12h51. Estou de volta. Neca me vem à cabeça, é tão bom encontrar alguém que me dá valor, que vê coisas boas em mim. Faz bem para a alma, eleva o espírito e me faz sentir mais válido no mundo. Há coisas nessa vida que o dinheiro não compra, que a vida oferece de graça. Ou rouba. Certamente a reação de mamãe ao saber do valor do cartão vai me roubar a paz e a tranquilidade. Só de projetar a sua reação já me sinto desconfortável e intranquilo. Mas acho que suportar toda a sua ira e ter a minha coleção completa vale a pena. Só há figuras maravilhosas, do meu ponto de vista, na coleção. Meu quarto se transformará num pequeno e aconchegante museu, ou assim espero. Esse é o meu sonho, pelo menos. Sobre Daisy e a YetiArt, pretendo mandar pintar uma figura por ano, pois a pintura customizada é algo caro, das coisas mais caras que há no maravilhoso mundo dos bonecos. Blanka ainda não deu sinal de vida e isso machuca. Tentarei entender as limitações que a impedem, se me parecerem plausíveis. Sei que não posso exigir de ninguém receber a atenção que estou disposto a dar. Eu tenho muito tempo livre, tenho-o quase todo para mim, não estou com a minha mãe no hospital nem com o celular quebrado.

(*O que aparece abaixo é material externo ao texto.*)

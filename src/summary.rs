//! Saveset summary records.
//!
//! The first record of a saveset describes the saveset itself: who wrote
//! it, when, on which node and OS, and the block geometry.  The summary is
//! decoded, printed, and forgotten; nothing in it feeds later decoding.

use std::fmt;

use crate::bytes::{u16_at, u32_at};
use crate::error::Error;
use crate::hexdump;
use crate::tlv::TlvScanner;
use crate::vmstime;

/// Decoded saveset-level attributes, with the documented defaults for any
/// field the record does not carry.
#[derive(Debug, Clone)]
pub struct SavesetSummary {
    pub saveset: String,
    pub command: String,
    pub written_by: String,
    pub uic_group: u16,
    pub uic_user: u16,
    pub date: String,
    pub os: String,
    pub os_version: String,
    pub node_name: String,
    pub cpu_id: u32,
    pub written_on: String,
    pub backup_version: String,
    pub block_size: u32,
    pub group_size: u16,
    pub buffer_count: u16,
}

impl Default for SavesetSummary {
    fn default() -> Self {
        SavesetSummary {
            saveset: String::new(),
            command: String::new(),
            written_by: String::new(),
            uic_group: 0o377,
            uic_user: 0o377,
            date: "<unknown date>".to_string(),
            os: "<unknown OS>".to_string(),
            os_version: "unknown".to_string(),
            node_name: String::new(),
            cpu_id: 0,
            written_on: String::new(),
            backup_version: "unknown".to_string(),
            block_size: 0,
            group_size: 0,
            buffer_count: 0,
        }
    }
}

fn os_name(code: u16) -> Option<&'static str> {
    match code {
        0x800 => Some("OpenVMS AXP"),
        0x400 => Some("OpenVMS VAX"),
        0x004 => Some("RSTS/E"),
        _ => None,
    }
}

fn text(value: &[u8]) -> String {
    String::from_utf8_lossy(value).into_owned()
}

impl SavesetSummary {
    /// Decode one summary record payload.
    ///
    /// Unknown attribute types are skipped for future expansion.  Fails
    /// only on a bad data-header marker, which the caller treats as a
    /// skipped summary rather than a fatal condition.
    pub fn decode(payload: &[u8]) -> Result<Self, Error> {
        let mut summary = SavesetSummary::default();
        for attr in TlvScanner::new(payload)? {
            log::debug!(
                "summary attribute type {:#x}, {} bytes\n{}",
                attr.atype,
                attr.value.len(),
                hexdump::dump(attr.value)
            );
            match attr.atype {
                1 => summary.saveset = text(attr.value),
                2 => summary.command = text(attr.value),
                4 => summary.written_by = text(attr.value),
                5 => {
                    if attr.value.len() == 4 {
                        summary.uic_user = u16_at(attr.value, 0)?;
                        summary.uic_group = u16_at(attr.value, 2)?;
                    }
                }
                6 => {
                    summary.date = vmstime::format_vms_time(attr.value)
                        .unwrap_or_else(|| "error converting date".to_string());
                }
                7 => {
                    if attr.value.len() == 2 {
                        if let Some(name) = os_name(u16_at(attr.value, 0)?) {
                            summary.os = name.to_string();
                        }
                    }
                }
                8 => summary.os_version = text(attr.value),
                9 => summary.node_name = text(attr.value),
                10 => {
                    if attr.value.len() >= 4 {
                        summary.cpu_id = u32_at(attr.value, 0)?;
                    }
                }
                11 => summary.written_on = text(attr.value),
                12 => summary.backup_version = text(attr.value),
                13 => {
                    if attr.value.len() >= 4 {
                        summary.block_size = u32_at(attr.value, 0)?;
                    }
                }
                14 => {
                    if attr.value.len() >= 2 {
                        summary.group_size = u16_at(attr.value, 0)?;
                    }
                }
                15 => {
                    if attr.value.len() >= 2 {
                        summary.buffer_count = u16_at(attr.value, 0)?;
                    }
                }
                _ => {}
            }
        }
        Ok(summary)
    }
}

impl fmt::Display for SavesetSummary {
    fn fmt(&self, f: &mut fmt::Formatter<'_>) -> fmt::Result {
        writeln!(f, "Save set:          {}", self.saveset)?;
        writeln!(f, "Written by:        {}", self.written_by)?;
        writeln!(
            f,
            "UIC:               [{:06o},{:06o}]",
            self.uic_group, self.uic_user
        )?;
        writeln!(f, "Date:              {}", self.date)?;
        writeln!(f, "Command:           {}", self.command)?;
        writeln!(
            f,
            "Operating system:  {} version {}",
            self.os, self.os_version
        )?;
        writeln!(f, "BACKUP version:    {}", self.backup_version)?;
        writeln!(f, "CPU ID register:   {:08x}", self.cpu_id)?;
        writeln!(f, "Node name:         {}", self.node_name)?;
        writeln!(f, "Written on:        {}", self.written_on)?;
        writeln!(f, "Block size:        {}", self.block_size)?;
        if self.group_size != 0 {
            writeln!(f, "Group size:        {}", self.group_size)?;
        }
        // Trailing blank line separates the summary from the file listing.
        writeln!(f, "Buffer count:      {}", self.buffer_count)?;
        writeln!(f)
    }
}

15h34. Blanka se comunicou comigo, conversamos e conversaremos mais quando ela acabar de lavar as roupas. Ela sonha em conhecer a minha casa. Isso é bom. Mostra que ela pensa em algo a longo prazo. Falei da alagoana e ela perguntou se isso mudava algo entre nós, eu disse que não, que por ela eu tinha afeto e pela alagoana era algo meramente sexual.

19h21. Conversei com Blanka até agora e combinamos de ter outro encontro antes do dia 22, provavelmente no sábado, dia 15, após o trabalho dela. Se ela arrumar alguém para ficar com a mãe, talvez logo nesse próximo sábado. Quem me dera, por mais que me dê medo, um frio na barriga, parece algo forçado para ela, eu sinto. Precisamos quebrar essa barreira, entretanto. Esse é o momento em que desacredito de toda a construção que fiz. Não posso desanimar quando chega a hora de colher os frutos. É idiota, para dizer o mínimo. O mais difícil eu já fiz.

19h42. Eis o que mandei para ela há alguns minutos:

“19:34 - Esse nosso encontro me deixa com um turbilhão de sentimentos: ansiedade, excitação, curiosidade, vergonha, receio, esperança, uma salada mista emocional. Hahaha.”

E a terceira página acabou e eu vou ter que lidar com esse turbilhão de sentimentos e encarar o desafio de construir afeto, de ultrapassar a couraça emocional que Blanka veste. Vou fumar, pegar Coca, revisar e postar. E me preparar para o esporro da minha mãe quando vir a conta do cartão. Nossa, fortes emoções hoje.